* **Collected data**
______________________________

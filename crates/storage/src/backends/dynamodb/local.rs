//! In-process DynamoDB emulator.
//!
//! [`LocalDynamoClient`] keeps tables in memory and evaluates key conditions
//! and filters with DynamoDB's semantics: sparse global secondary indexes,
//! per-page evaluation limits applied before filtering, and
//! `LastEvaluatedKey` resumption. It backs the parity tests and local
//! development without network access.

use std::cmp::Ordering;
use std::collections::{BTreeMap, HashMap};

use parking_lot::RwLock;
use serde_json::Value;
use tracing::debug;

use super::client::{
    BatchGetOutput, DynamoApi, DynamoClientError, DynamoClientResult, DynamoItem, PutRequest,
    ReadOutput, ReadRequest, TableDefinition, WriteCondition,
};
use super::conversions::{from_dynamo, is_scalar_of};
use super::cursor::start_key_of;
use super::index::DynamoIndex;
use crate::filter::value::total_cmp;

const MAX_BATCH_GET: usize = 100;

#[derive(Debug)]
struct LocalTable {
    definition: TableDefinition,
    items: BTreeMap<String, DynamoItem>,
}

impl LocalTable {
    fn index(&self, name: Option<&str>) -> DynamoClientResult<&DynamoIndex> {
        match name {
            None => Ok(&self.definition.primary),
            Some(name) => self
                .definition
                .global_secondary_indexes
                .iter()
                .find(|i| i.name.as_deref() == Some(name))
                .ok_or_else(|| DynamoClientError::ResourceNotFound(format!("index {name}"))),
        }
    }

    fn storage_key(&self, item: &DynamoItem) -> DynamoClientResult<String> {
        let values = self
            .definition
            .primary
            .key_attrs()
            .into_iter()
            .map(|name| {
                item.get(name)
                    .filter(|v| v.is_key_scalar())
                    .map(from_dynamo)
                    .ok_or_else(|| {
                        DynamoClientError::Validation(format!("missing key attribute {name}"))
                    })
            })
            .collect::<DynamoClientResult<Vec<Value>>>()?;
        Ok(Value::Array(values).to_string())
    }

    fn check_key_types(&self, item: &DynamoItem) -> DynamoClientResult<()> {
        for (name, scalar) in &self.definition.attribute_definitions {
            if let Some(value) = item.get(name) {
                if !is_scalar_of(&from_dynamo(value), *scalar) {
                    return Err(DynamoClientError::Validation(format!(
                        "type mismatch for key attribute {name}: expected {scalar:?}, got {}",
                        value.type_name()
                    )));
                }
            }
        }
        Ok(())
    }
}

/// Position of an item in the read order of one index.
struct ReadPosition {
    index_values: Vec<Value>,
    storage_key: String,
}

impl ReadPosition {
    fn of(table: &LocalTable, index: &DynamoIndex, item: &DynamoItem) -> DynamoClientResult<Self> {
        Ok(Self {
            index_values: index
                .key_attrs()
                .into_iter()
                .map(|name| item.get(name).map(from_dynamo).unwrap_or(Value::Null))
                .collect(),
            storage_key: table.storage_key(item)?,
        })
    }

    fn cmp(&self, other: &Self) -> Ordering {
        self.index_values
            .iter()
            .zip(&other.index_values)
            .map(|(a, b)| total_cmp(a, b))
            .find(|o| o.is_ne())
            .unwrap_or(Ordering::Equal)
            .then_with(|| self.storage_key.cmp(&other.storage_key))
    }
}

/// A [`DynamoApi`] implementation backed by in-memory tables.
#[derive(Debug, Default)]
pub struct LocalDynamoClient {
    tables: RwLock<HashMap<String, LocalTable>>,
    page_size: Option<usize>,
}

impl LocalDynamoClient {
    /// Creates an emulator with no tables.
    pub fn new() -> Self {
        Self::default()
    }

    /// Caps the number of items evaluated per query or scan page, forcing
    /// callers through `LastEvaluatedKey` pagination.
    pub fn with_page_size(mut self, page_size: usize) -> Self {
        self.page_size = Some(page_size.max(1));
        self
    }

    /// Number of items stored in a table.
    pub fn item_count(&self, table_name: &str) -> usize {
        self.tables
            .read()
            .get(table_name)
            .map_or(0, |t| t.items.len())
    }

    fn with_table<T>(
        &self,
        table_name: &str,
        f: impl FnOnce(&LocalTable) -> DynamoClientResult<T>,
    ) -> DynamoClientResult<T> {
        let tables = self.tables.read();
        let table = tables
            .get(table_name)
            .ok_or_else(|| DynamoClientError::ResourceNotFound(table_name.to_string()))?;
        f(table)
    }

    fn with_table_mut<T>(
        &self,
        table_name: &str,
        f: impl FnOnce(&mut LocalTable) -> DynamoClientResult<T>,
    ) -> DynamoClientResult<T> {
        let mut tables = self.tables.write();
        let table = tables
            .get_mut(table_name)
            .ok_or_else(|| DynamoClientError::ResourceNotFound(table_name.to_string()))?;
        f(table)
    }
}

impl DynamoApi for LocalDynamoClient {
    fn create_table(&self, definition: &TableDefinition) -> DynamoClientResult<bool> {
        let mut tables = self.tables.write();
        if tables.contains_key(&definition.table_name) {
            return Ok(false);
        }
        debug!(table = %definition.table_name, "creating local table");
        tables.insert(
            definition.table_name.clone(),
            LocalTable {
                definition: definition.clone(),
                items: BTreeMap::new(),
            },
        );
        Ok(true)
    }

    fn get_item(&self, table_name: &str, key: &DynamoItem) -> DynamoClientResult<Option<DynamoItem>> {
        self.with_table(table_name, |table| {
            let storage_key = table.storage_key(key)?;
            Ok(table.items.get(&storage_key).cloned())
        })
    }

    fn put_item(&self, request: PutRequest) -> DynamoClientResult<()> {
        self.with_table_mut(&request.table_name, |table| {
            table.check_key_types(&request.item)?;
            let storage_key = table.storage_key(&request.item)?;
            let existing = table.items.get(&storage_key);
            let allowed = match &request.condition {
                None => true,
                Some(WriteCondition::NotExists(attr)) => {
                    existing.is_none_or(|e| !e.contains_key(attr))
                }
                Some(WriteCondition::Exists(attr)) => existing.is_some_and(|e| e.contains_key(attr)),
            };
            if !allowed {
                return Err(DynamoClientError::ConditionalCheckFailed);
            }
            table.items.insert(storage_key, request.item);
            Ok(())
        })
    }

    fn delete_item(&self, table_name: &str, key: &DynamoItem) -> DynamoClientResult<Option<DynamoItem>> {
        self.with_table_mut(table_name, |table| {
            let storage_key = table.storage_key(key)?;
            Ok(table.items.remove(&storage_key))
        })
    }

    fn batch_get_item(&self, table_name: &str, keys: &[DynamoItem]) -> DynamoClientResult<BatchGetOutput> {
        if keys.len() > MAX_BATCH_GET {
            return Err(DynamoClientError::Validation(format!(
                "too many keys in batch get: {} (maximum is {MAX_BATCH_GET})",
                keys.len()
            )));
        }
        self.with_table(table_name, |table| {
            let mut items = Vec::with_capacity(keys.len());
            for key in keys {
                let storage_key = table.storage_key(key)?;
                items.extend(table.items.get(&storage_key).cloned());
            }
            Ok(BatchGetOutput {
                items,
                unprocessed_keys: Vec::new(),
            })
        })
    }

    fn read(&self, request: &ReadRequest) -> DynamoClientResult<ReadOutput> {
        self.with_table(&request.table_name, |table| {
            let index = table.index(request.index_name.as_deref())?;
            let mut candidates = Vec::new();
            for item in table.items.values() {
                let indexed = index.key_attrs().iter().all(|name| item.contains_key(*name));
                let in_key_range = request
                    .key_condition
                    .as_ref()
                    .is_none_or(|k| k.evaluate(item));
                if indexed && in_key_range {
                    candidates.push((ReadPosition::of(table, index, item)?, item));
                }
            }

            let forward = request.scan_forward || request.key_condition.is_none();
            candidates.sort_by(|(a, _), (b, _)| {
                let ordering = a.cmp(b);
                if forward { ordering } else { ordering.reverse() }
            });

            if let Some(start) = &request.exclusive_start_key {
                let start = ReadPosition::of(table, index, start)?;
                candidates.retain(|(position, _)| {
                    let ordering = position.cmp(&start);
                    if forward { ordering.is_gt() } else { ordering.is_lt() }
                });
            }

            let limit = request.limit.or(self.page_size).unwrap_or(usize::MAX);
            let evaluated: Vec<&DynamoItem> = candidates
                .iter()
                .take(limit)
                .map(|(_, item)| *item)
                .collect();
            let last_evaluated_key = match evaluated.last() {
                Some(last) if candidates.len() > evaluated.len() => {
                    let table_index = &table.definition.primary;
                    let gsi = (!index.is_primary()).then_some(index);
                    Some(start_key_of(last, table_index, gsi))
                }
                _ => None,
            };

            let matching: Vec<DynamoItem> = evaluated
                .into_iter()
                .filter(|item| request.filter.as_ref().is_none_or(|f| f.evaluate(item)))
                .cloned()
                .collect();
            let count = matching.len();
            Ok(ReadOutput {
                items: if request.select_count { Vec::new() } else { matching },
                count,
                last_evaluated_key,
            })
        })
    }
}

______________________________

* **Exercise aim**
Begin at the top of the records above and quote each line exactly, ending with the line that contains "use std::cmp::Ordering;".

* **Answer box**
filename crates/storage/src/backends/dynamodb/local.rs
//! In-process DynamoDB emulator.
//!
//! [`LocalDynamoClient`] keeps tables in memory and evaluates key conditions
//! and filters with DynamoDB's semantics: sparse global secondary indexes,
//! per-page evaluation limits applied before filtering, and
//! `LastEvaluatedKey` resumption. It backs the parity tests and local
//! development without network access.

use std::cmp::Ordering;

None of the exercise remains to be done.